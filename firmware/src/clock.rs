//! Free-running millisecond clock.
//!
//! TIM2 fires once per millisecond and its handler does nothing but bump a
//! shared counter. The counter wraps after about 49 days; all elapsed-time
//! math on it must use `wrapping_sub`.

use core::cell::{Cell, RefCell};

use cortex_m::interrupt::Mutex;
use stm32f3xx_hal::pac::{self, interrupt};

static TIMER: Mutex<RefCell<Option<pac::TIM2>>> = Mutex::new(RefCell::new(None));
static MILLISECONDS: Mutex<Cell<u32>> = Mutex::new(Cell::new(0));

/// Start the 1 kHz tick.
///
/// TIM2 is clocked at twice PCLK1 (48 MHz with our clock tree): prescale to
/// 1 MHz and reload every 1000 counts. The interrupt stays masked in the
/// NVIC until `main` unmasks it.
pub fn start(tim: pac::TIM2) {
    // SAFETY: only the TIM2 clock-enable bit is touched.
    unsafe {
        let rcc = &(*pac::RCC::ptr());
        rcc.apb1enr.modify(|_, w| w.tim2en().set_bit());
    }

    tim.psc.write(|w| unsafe { w.bits(47) });
    tim.arr.write(|w| unsafe { w.bits(999) });
    tim.dier.write(|w| w.uie().set_bit());
    tim.cr1.modify(|_, w| w.cen().set_bit());

    cortex_m::interrupt::free(|cs| {
        TIMER.borrow(cs).replace(Some(tim));
    });
}

/// Current value of the millisecond counter.
pub fn now_ms() -> u32 {
    cortex_m::interrupt::free(|cs| MILLISECONDS.borrow(cs).get())
}

#[interrupt]
fn TIM2() {
    cortex_m::interrupt::free(|cs| {
        if let Some(tim) = TIMER.borrow(cs).borrow_mut().as_mut() {
            tim.sr.modify(|_, w| w.uif().clear_bit());
        }
        let ms = MILLISECONDS.borrow(cs);
        ms.set(ms.get().wrapping_add(1));
    });
}
//! Single-byte command/response protocol served to the SPI master.
//!
//! The master clocks one command byte out and reads the response on its
//! *next* transfer (the slave's data register is double-buffered). The only
//! recognized command drains the button accumulator; everything else is a
//! no-op answering zero.

/// Command byte: "return the buttons pressed since the last poll and clear".
pub const POLL_BUTTONS: u8 = 0x80;

/// Compute the response to one received command byte.
///
/// [`POLL_BUTTONS`] takes the accumulator's current value as the response and
/// resets it to zero in the same step, so a button press is reported to
/// exactly one poll. Any other command responds zero and leaves the
/// accumulator untouched.
///
/// The caller is responsible for making the read-modify-write of the
/// accumulator atomic with respect to the input sampler.
pub fn respond(command: u8, accumulator: &mut u8) -> u8 {
    if command == POLL_BUTTONS {
        let drained = *accumulator;
        *accumulator = 0;
        drained
    } else {
        0
    }
}

#[cfg(test)]
mod tests {
    use super::*;

    #[test]
    fn poll_drains_the_accumulator() {
        let mut acc = 0b0000_0011;
        assert_eq!(respond(POLL_BUTTONS, &mut acc), 0b0000_0011);
        assert_eq!(acc, 0);
    }

    #[test]
    fn second_poll_reads_zero() {
        let mut acc = 0b1010_0000;
        assert_eq!(respond(POLL_BUTTONS, &mut acc), 0b1010_0000);
        assert_eq!(respond(POLL_BUTTONS, &mut acc), 0);
    }

    #[test]
    fn unrecognized_commands_answer_zero_and_keep_state() {
        let mut acc = 0b0001_1000;
        for command in (0..=u8::MAX).filter(|&c| c != POLL_BUTTONS) {
            assert_eq!(respond(command, &mut acc), 0);
            assert_eq!(acc, 0b0001_1000);
        }
    }

    #[test]
    fn presses_accumulate_between_polls() {
        let mut acc = 0;
        // Two accepted edges with different capture snapshots, then a poll.
        acc |= 0b0000_0001;
        acc |= 0b0000_0010;
        assert_eq!(respond(POLL_BUTTONS, &mut acc), 0b0000_0011);
    }
}
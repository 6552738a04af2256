#![no_std]
#![no_main]

use panic_rtt_target as _;
use rtt_target::rprintln;

use stm32f3xx_hal::{self as hal, pac, prelude::*};

/// The data register must be accessed as a single byte for 8-bit frames, or
/// the TX FIFO packs the access into two frames.
fn write_dr(spi: &pac::SPI2, value: u8) {
    unsafe { core::ptr::write_volatile(&spi.dr as *const _ as *mut u8, value) };
}

fn read_dr(spi: &pac::SPI2) -> u8 {
    unsafe { core::ptr::read_volatile(&spi.dr as *const _ as *const u8) }
}

#[cortex_m_rt::entry]
fn main() -> ! {
    rtt_target::rtt_init_print!();

    let dp = pac::Peripherals::take().unwrap();

    let mut flash = dp.FLASH.constrain();
    let mut rcc = dp.RCC.constrain();

    let _clocks = rcc
        .cfgr
        .use_hse(8u32.MHz())
        .sysclk(48u32.MHz())
        .pclk1(24u32.MHz())
        .freeze(&mut flash.acr);

    let mut gpiob = dp.GPIOB.split(&mut rcc.ahb);

    let _nss: hal::gpio::gpiob::PB12<hal::gpio::Alternate<hal::gpio::PushPull, 5>> = gpiob
        .pb12
        .into_af_push_pull(&mut gpiob.moder, &mut gpiob.otyper, &mut gpiob.afrh);
    let _sck: hal::gpio::gpiob::PB13<hal::gpio::Alternate<hal::gpio::PushPull, 5>> = gpiob
        .pb13
        .into_af_push_pull(&mut gpiob.moder, &mut gpiob.otyper, &mut gpiob.afrh);
    let _miso: hal::gpio::gpiob::PB14<hal::gpio::Alternate<hal::gpio::PushPull, 5>> = gpiob
        .pb14
        .into_af_push_pull(&mut gpiob.moder, &mut gpiob.otyper, &mut gpiob.afrh);
    let _mosi: hal::gpio::gpiob::PB15<hal::gpio::Alternate<hal::gpio::PushPull, 5>> = gpiob
        .pb15
        .into_af_push_pull(&mut gpiob.moder, &mut gpiob.otyper, &mut gpiob.afrh);

    // SPI2 as a mode 0 slave with hardware NSS, 8-bit frames. Echo every
    // received byte back on the next transfer: wire up a master, clock a
    // sequence through and it should come back shifted by one byte.
    let spi = dp.SPI2;
    unsafe {
        let rcc = &(*pac::RCC::ptr());
        rcc.apb1enr.modify(|_, w| w.spi2en().set_bit());
    }

    spi.cr2.write(|w| {
        unsafe { w.ds().bits(0b0111) };
        w.frxth().set_bit()
    });
    write_dr(&spi, 0x00);
    spi.cr1.modify(|_, w| w.spe().set_bit());

    rprintln!("SPI2 slave ready, echoing.");

    loop {
        if spi.sr.read().rxne().bit_is_set() {
            let byte = read_dr(&spi);
            write_dr(&spi, byte);
            rprintln!("echoed {:#04x}", byte);
        }

        if spi.sr.read().ovr().bit_is_set() {
            let _ = read_dr(&spi);
            let _ = spi.sr.read();
            rprintln!("overrun cleared");
        }
    }
}

#[cortex_m_rt::exception]
unsafe fn HardFault(ef: &cortex_m_rt::ExceptionFrame) -> ! {
    panic!("Hard Fault: {:#?}", ef);
}
use embedded_hal::digital::v2::OutputPin;
use usb_device::device::UsbDeviceState;

/// The discrete indicator LEDs.
///
/// The input-activity LED is not here; it lives with the sampler, which
/// flashes it from interrupt context.
pub struct StatusLeds<P, L, E> {
    pub power: P,
    pub link: L,
    pub error: E,
}

impl<P, L, E, ERR> StatusLeds<P, L, E>
where
    P: OutputPin<Error = ERR>,
    L: OutputPin<Error = ERR>,
    E: OutputPin<Error = ERR>,
{
    pub fn set_power(&mut self, on: bool) -> Result<(), ERR> {
        if on {
            self.power.set_high()
        } else {
            self.power.set_low()
        }
    }

    /// Reflect the USB device state on the link LED: lit while the device is
    /// configured.
    pub fn set_usb_state(&mut self, state: UsbDeviceState) -> Result<(), ERR> {
        match state {
            UsbDeviceState::Configured => self.link.set_high(),
            _ => self.link.set_low(),
        }
    }

    pub fn set_error(&mut self, on: bool) -> Result<(), ERR> {
        if on {
            self.error.set_high()
        } else {
            self.error.set_low()
        }
    }
}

[What to produce]:
Pick out and copy the lines of the entries that hold the string "response".

[Answer to this problem]:
//! Single-byte command/response protocol served to the SPI master.
//! The master clocks one command byte out and reads the response on its
/// Compute the response to one received command byte.
/// [`POLL_BUTTONS`] takes the accumulator's current value as the response and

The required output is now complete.